» TASK TO CARRY OUT
Everything from the line containing "4. Do NOT include" through the final line of the material is to be restated word for word, and only that.

── AVAILABLE DATA

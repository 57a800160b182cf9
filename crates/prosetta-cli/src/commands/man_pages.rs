use super::EXIT_SUCCESS;
use clap::CommandFactory;
use std::path::Path;

pub fn run<C: CommandFactory>(dir: &Path) -> Result<u8, String> {
    std::fs::create_dir_all(dir).map_err(|e| format!("failed to create dir: {e}"))?;
    let cmd = C::command();
    let man = clap_mangen::Man::new(cmd.clone());
    let mut buf = Vec::new();
    man.render(&mut buf)
        .map_err(|e| format!("man page render failed: {e}"))?;
    let path = dir.join("prosetta.1");
    std::fs::write(&path, &buf).map_err(|e| format!("failed to write {}: {e}", path.display()))?;
    for sub in cmd.get_subcommands() {
        let sub_name = format!("prosetta-{}", sub.get_name());
        let man = clap_mangen::Man::new(sub.clone());
        let mut buf = Vec::new();
        man.render(&mut buf)
            .map_err(|e| format!("man page render failed: {e}"))?;
        let path = dir.join(format!("{sub_name}.1"));
        std::fs::write(&path, &buf)
            .map_err(|e| format!("failed to write {}: {e}", path.display()))?;
    }
    println!("man pages written to {}", dir.display());
    Ok(EXIT_SUCCESS)
}
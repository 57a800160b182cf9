//! Prompt construction for both pipeline stages.
//!
//! The wording is deliberately rigid: local models follow numbered rules
//! far more reliably than prose instructions, and the "OUTPUT" trailer cuts
//! down on chatty preambles that the response cleaner would otherwise have
//! to strip.

use prosetta_config::language_name;

/// Longest tail of the previous draft carried into the next prompt.
pub const CONTEXT_TAIL_CHARS: usize = 200;

fn display(lang: &str) -> &str {
    language_name(lang).unwrap_or(lang)
}

/// Take the last `max` characters of `text` on a char boundary.
pub fn context_tail(text: &str, max: usize) -> &str {
    if text.chars().count() <= max {
        return text;
    }
    let start = text
        .char_indices()
        .rev()
        .nth(max - 1)
        .map_or(0, |(i, _)| i);
    &text[start..]
}

/// Stage 1: primary translation. Carries the tail of the previous draft for
/// continuity and the current terminology block.
pub fn stage1(
    text: &str,
    source_lang: &str,
    target_lang: &str,
    previous_draft: &str,
    terminology_block: &str,
) -> String {
    let mut context_section = String::new();
    if !previous_draft.is_empty() {
        let tail = context_tail(previous_draft, CONTEXT_TAIL_CHARS);
        context_section = format!(
            "\nCONTEXT (for continuity only - do NOT include in output):\n{tail}\n---\n"
        );
    }
    let mut terminology_section = String::new();
    if !terminology_block.is_empty() {
        terminology_section = format!("\n{terminology_block}\n");
    }

    format!(
        "You are a professional literary translator. Translate the following {source} text to {target}.\n\
         \n\
         CRITICAL RULES:\n\
         1. Output ONLY the translated text - nothing else\n\
         2. PRESERVE all original formatting: paragraphs, line breaks, dialogue formatting, indentation\n\
         3. Do NOT add notes, explanations, comments, or headers\n\
         4. Do NOT repeat the prompt or instructions\n\
         5. Do NOT include \"Translation:\", \"Here is:\", or similar prefixes\n\
         6. Do NOT add [brackets] or markers of any kind\n\
         7. Maintain the author's style, tone, and voice exactly\n\
         8. Keep proper nouns and names consistent\n\
         {terminology_section}{context_section}\n\
         TEXT TO TRANSLATE:\n\
         {text}\n\
         \n\
         OUTPUT (translated text only, preserving all formatting):",
        source = display(source_lang),
        target = display(target_lang),
    )
}

/// Stage 2: editing pass over a stage-1 draft.
pub fn stage2(original: &str, draft: &str, source_lang: &str, target_lang: &str) -> String {
    format!(
        "You are a professional literary editor. Review and improve this {target} translation.\n\
         \n\
         ORIGINAL ({source}):\n\
         {original}\n\
         \n\
         DRAFT TRANSLATION ({target}):\n\
         {draft}\n\
         \n\
         TASK: Review for accuracy, fluency, style preservation, and consistency.\n\
         \n\
         CRITICAL RULES:\n\
         1. Output ONLY the improved translated text - nothing else\n\
         2. PRESERVE all original formatting: paragraphs, line breaks, dialogue formatting\n\
         3. Do NOT add notes, explanations, or comments\n\
         4. Do NOT include prefixes like \"Improved translation:\" or similar\n\
         5. If the draft is already good, return it unchanged\n\
         \n\
         OUTPUT (final translation only):",
        source = display(source_lang),
        target = display(target_lang),
    )
}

────

» OUTPUT FOR THIS EXERCISE
         4. Do NOT include prefixes like \"Improved translation:\" or similar\n\
         5. If the draft is already good, return it unchanged\n\
         \n\
         OUTPUT (final translation only):",
        source = display(source_lang),
        target = display(target_lang),
    )
}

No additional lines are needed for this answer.